BRIEF:
Print each line from the start of the records below up through the line where "pub fn threshold(&self)" is found, exactly as given.

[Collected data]
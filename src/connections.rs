//! Proximity connections between particles.
//!
//! Every frame, every unordered pair of particles is tested against the
//! connection-distance threshold and written into a dense, pre-allocated
//! segment buffer: active pairs carry their true endpoints and a strength in
//! (0, 1]; inactive pairs collapse to degenerate origin segments that render
//! invisible. The buffer length never changes, so the GPU side can bind it
//! once and stream updates.
//!
//! This is a full O(N²) pass with no spatial partitioning; the particle
//! count is capped instead, and the pass is the dominant cost of the system.

use bytemuck::{Pod, Zeroable};

use crate::cloud::PointCloud;

/// One endpoint of a connection segment, laid out as a vec4 for the line
/// pipeline's storage buffer: xyz position plus the pair's strength.
#[repr(C)]
#[derive(Debug, Copy, Clone, PartialEq, Pod, Zeroable)]
pub struct LineVertex {
    pub position: [f32; 3],
    pub strength: f32,
}

/// Connection strength for a pair at the given distance.
///
/// 1 at distance zero, 0 at or beyond the threshold, linear in between.
/// A non-positive threshold disables every connection.
#[inline]
pub fn strength(distance: f32, threshold: f32) -> f32 {
    if distance < threshold {
        1.0 - distance / threshold
    } else {
        0.0
    }
}

/// Dense per-frame connection buffer over all unordered particle pairs.
#[derive(Debug)]
pub struct ConnectionSet {
    threshold: f32,
    vertices: Vec<LineVertex>,
}

impl ConnectionSet {
    /// Pre-allocate the segment buffer for a cloud of `particle_count`.
    pub fn new(particle_count: usize, threshold: f32) -> Self {
        let vertices = vec![LineVertex::zeroed(); pair_count(particle_count) * 2];
        Self {
            threshold,
            vertices,
        }
    }

    /// Connection-distance threshold.
    #[inline]
    pub fn threshold(&self) -> f32 {
        self.threshold
    }

    /// Number of candidate segments (constant for the life of the set).
    #[inline]
    pub fn segment_count(&self) -> usize {
        self.vertices.len() / 2
    }

    /// Segment vertices, two per candidate pair, ready for upload.
    #[inline]
    pub fn vertices(&self) -> &[LineVertex] {
        &self.vertices
    }

    /// Recompute every pair against the cloud's current positions.
    ///
    /// Returns the number of active pairs this frame. Positions are read in
    /// the cloud's local space; the shared model matrix rotates segments and
    /// particles together at render time.
    pub fn rebuild(&mut self, cloud: &PointCloud) -> usize {
        debug_assert_eq!(self.segment_count(), pair_count(cloud.len()));

        let particles = cloud.particles();
        let mut idx = 0;
        let mut active = 0;

        for i in 0..particles.len() {
            let a = particles[i].position;
            for j in (i + 1)..particles.len() {
                let b = particles[j].position;
                let s = strength(a.distance(b), self.threshold);

                if s > 0.0 {
                    self.vertices[idx] = LineVertex {
                        position: a.to_array(),
                        strength: s,
                    };
                    self.vertices[idx + 1] = LineVertex {
                        position: b.to_array(),
                        strength: s,
                    };
                    active += 1;
                } else {
                    self.vertices[idx] = LineVertex::zeroed();
                    self.vertices[idx + 1] = LineVertex::zeroed();
                }
                idx += 2;
            }
        }

        active
    }
}

/// Number of unordered pairs over `n` particles: n(n-1)/2.
#[inline]
pub fn pair_count(n: usize) -> usize {
    n * n.saturating_sub(1) / 2
}

#[cfg(test)]
mod tests {
    use super::*;

    #[test]
    fn test_strength_endpoints() {
        assert_eq!(strength(0.0, 1.5), 1.0);
        assert_eq!(strength(1.5, 1.5), 0.0);
        assert_eq!(strength(2.0, 1.5), 0.0);
    }

    #[test]
    fn test_strength_linear_and_monotonic() {
        assert!((strength(0.75, 1.5) - 0.5).abs() < 1e-6);
        assert!((strength(0.3, 1.5) - 0.8).abs() < 1e-6);

        let mut prev = strength(0.0, 1.5);
        for step in 1..=15 {
            let s = strength(step as f32 * 0.1, 1.5);
            assert!(s < prev, "strength must strictly decrease below threshold");
            prev = s;
        }
    }

    #[test]
    fn test_zero_threshold_disables_everything() {
        assert_eq!(strength(0.0, 0.0), 0.0);
        assert_eq!(strength(0.5, 0.0), 0.0);

        let cloud = PointCloud::generate(5, 42);
        let mut set = ConnectionSet::new(cloud.len(), 0.0);
        assert_eq!(set.rebuild(&cloud), 0);
        assert!(set.vertices().iter().all(|v| v.strength == 0.0));
    }

    #[test]
    fn test_huge_threshold_connects_all_pairs() {
        // All placements fit inside a radius-10 shell, so 100 exceeds any
        // possible inter-point distance.
        let cloud = PointCloud::generate(5, 42);
        let mut set = ConnectionSet::new(cloud.len(), 100.0);

        assert_eq!(set.rebuild(&cloud), 10);
        assert!(set.vertices().iter().all(|v| v.strength > 0.0));
    }

    #[test]
    fn test_buffer_length_constant_across_rebuilds() {
        let mut cloud = PointCloud::generate(12, 7);
        let mut set = ConnectionSet::new(cloud.len(), 1.5);
        let len = set.vertices().len();
        assert_eq!(len, pair_count(12) * 2);

        for _ in 0..3 {
            cloud.advance();
            set.rebuild(&cloud);
            assert_eq!(set.vertices().len(), len);
        }
    }

    #[test]
    fn test_inactive_pairs_degenerate() {
        // Two close particles and one far away: the far pairs must collapse
        // to the origin, not keep stale endpoints.
        let at = |x: f32| crate::cloud::Particle {
            position: glam::Vec3::new(x, 0.0, 0.0),
            color: glam::Vec3::ONE,
            size: 1.0,
            speed: 0.2,
        };
        let cloud = PointCloud::from_particles(vec![at(0.0), at(1.0), at(50.0)]);

        let mut set = ConnectionSet::new(3, 1.5);
        assert_eq!(set.rebuild(&cloud), 1);

        let verts = set.vertices();
        // Pair (0,1) active with strength 1 - 1/1.5.
        assert!((verts[0].strength - (1.0 - 1.0 / 1.5)).abs() < 1e-6);
        assert_eq!(verts[1].position, [1.0, 0.0, 0.0]);
        // Pairs (0,2) and (1,2) degenerate.
        for v in &verts[2..6] {
            assert_eq!(*v, LineVertex::zeroed());
        }
    }

    #[test]
    fn test_pair_count() {
        assert_eq!(pair_count(0), 0);
        assert_eq!(pair_count(1), 0);
        assert_eq!(pair_count(2), 1);
        assert_eq!(pair_count(5), 10);
        assert_eq!(pair_count(1500), 1_124_250);
    }
}
//! Particle sprite texture.
//!
//! By default the backdrop builds its soft-glow sprite procedurally: a
//! radial gradient from opaque white through cool blue to transparent.
//! A PNG on disk can replace it via [`Sprite::load`].

use std::path::Path;

use crate::error::SpriteError;

/// Edge length of the procedural sprite, in pixels.
pub const SPRITE_DIM: u32 = 128;

/// Gradient stops as (radial position, rgba). Alpha fades to zero at the
/// rim so additive blending melts the quad edges away.
const STOPS: [(f32, [f32; 4]); 4] = [
    (0.0, [255.0, 255.0, 255.0, 255.0]),
    (0.2, [240.0, 240.0, 255.0, 204.0]),
    (0.4, [200.0, 220.0, 255.0, 127.0]),
    (1.0, [0.0, 0.0, 64.0, 0.0]),
];

/// RGBA8 sprite image for the points pipeline.
#[derive(Debug)]
pub struct Sprite {
    pub width: u32,
    pub height: u32,
    pub rgba: Vec<u8>,
}

impl Sprite {
    /// Build the default radial-gradient glow sprite.
    pub fn radial() -> Self {
        let mut rgba = Vec::with_capacity((SPRITE_DIM * SPRITE_DIM * 4) as usize);
        let center = (SPRITE_DIM as f32 - 1.0) / 2.0;
        let radius = SPRITE_DIM as f32 / 2.0;

        for y in 0..SPRITE_DIM {
            for x in 0..SPRITE_DIM {
                let dx = x as f32 - center;
                let dy = y as f32 - center;
                let t = (dx * dx + dy * dy).sqrt() / radius;
                rgba.extend_from_slice(&gradient(t.min(1.0)));
            }
        }

        Self {
            width: SPRITE_DIM,
            height: SPRITE_DIM,
            rgba,
        }
    }

    /// Load a replacement sprite from a PNG file.
    pub fn load(path: &Path) -> Result<Self, SpriteError> {
        let bytes = std::fs::read(path)?;
        let img = image::load_from_memory(&bytes)?.to_rgba8();
        let (width, height) = img.dimensions();

        Ok(Self {
            width,
            height,
            rgba: img.into_raw(),
        })
    }
}

/// Sample the gradient at radial position `t` in [0, 1].
fn gradient(t: f32) -> [u8; 4] {
    let mut lo = STOPS[0];
    for hi in STOPS.iter().skip(1) {
        if t <= hi.0 {
            let span = hi.0 - lo.0;
            let f = if span > 0.0 { (t - lo.0) / span } else { 0.0 };
            let mut out = [0u8; 4];
            for (c, slot) in out.iter_mut().enumerate() {
                *slot = (lo.1[c] + (hi.1[c] - lo.1[c]) * f).round() as u8;
            }
            return out;
        }
        lo = *hi;
    }
    [0, 0, 64, 0]
}

#[cfg(test)]
mod tests {
    use super::*;

    #[test]
    fn test_sprite_dimensions() {
        let sprite = Sprite::radial();
        assert_eq!(sprite.width, SPRITE_DIM);
        assert_eq!(sprite.height, SPRITE_DIM);
        assert_eq!(sprite.rgba.len(), (SPRITE_DIM * SPRITE_DIM * 4) as usize);
    }

    #[test]
    fn test_gradient_center_and_rim() {
        assert_eq!(gradient(0.0), [255, 255, 255, 255]);
        assert_eq!(gradient(1.0), [0, 0, 64, 0]);

        // Midway between the 0.4 and 1.0 stops: interpolated, translucent.
        let mid = gradient(0.7);
        assert!(mid[3] > 0 && mid[3] < 127);
    }

    #[test]
    fn test_sprite_center_opaque_corners_clear() {
        let sprite = Sprite::radial();
        let px = |x: u32, y: u32| {
            let i = ((y * SPRITE_DIM + x) * 4) as usize;
            [
                sprite.rgba[i],
                sprite.rgba[i + 1],
                sprite.rgba[i + 2],
                sprite.rgba[i + 3],
            ]
        };

        let center = px(SPRITE_DIM / 2, SPRITE_DIM / 2);
        assert!(center[3] > 250, "center should be opaque");

        let corner = px(0, 0);
        assert_eq!(corner[3], 0, "corners should be fully transparent");
    }

    #[test]
    fn test_load_missing_file() {
        let err = Sprite::load(Path::new("/nonexistent/sprite.png")).unwrap_err();
        assert!(matches!(err, SpriteError::Io(_)));
    }
}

SOLUTION FOR THIS PROBLEM:
filename src/connections.rs
//! Proximity connections between particles.
//!
//! Every frame, every unordered pair of particles is tested against the
//! connection-distance threshold and written into a dense, pre-allocated
//! segment buffer: active pairs carry their true endpoints and a strength in
//! (0, 1]; inactive pairs collapse to degenerate origin segments that render
//! invisible. The buffer length never changes, so the GPU side can bind it
//! once and stream updates.
//!
//! This is a full O(N²) pass with no spatial partitioning; the particle
//! count is capped instead, and the pass is the dominant cost of the system.

use bytemuck::{Pod, Zeroable};

use crate::cloud::PointCloud;

/// One endpoint of a connection segment, laid out as a vec4 for the line
/// pipeline's storage buffer: xyz position plus the pair's strength.
#[repr(C)]
#[derive(Debug, Copy, Clone, PartialEq, Pod, Zeroable)]
pub struct LineVertex {
    pub position: [f32; 3],
    pub strength: f32,
}

/// Connection strength for a pair at the given distance.
///
/// 1 at distance zero, 0 at or beyond the threshold, linear in between.
/// A non-positive threshold disables every connection.
#[inline]
pub fn strength(distance: f32, threshold: f32) -> f32 {
    if distance < threshold {
        1.0 - distance / threshold
    } else {
        0.0
    }
}

/// Dense per-frame connection buffer over all unordered particle pairs.
#[derive(Debug)]
pub struct ConnectionSet {
    threshold: f32,
    vertices: Vec<LineVertex>,
}

impl ConnectionSet {
    /// Pre-allocate the segment buffer for a cloud of `particle_count`.
    pub fn new(particle_count: usize, threshold: f32) -> Self {
        let vertices = vec![LineVertex::zeroed(); pair_count(particle_count) * 2];
        Self {
            threshold,
            vertices,
        }
    }

    /// Connection-distance threshold.
    #[inline]
    pub fn threshold(&self) -> f32 {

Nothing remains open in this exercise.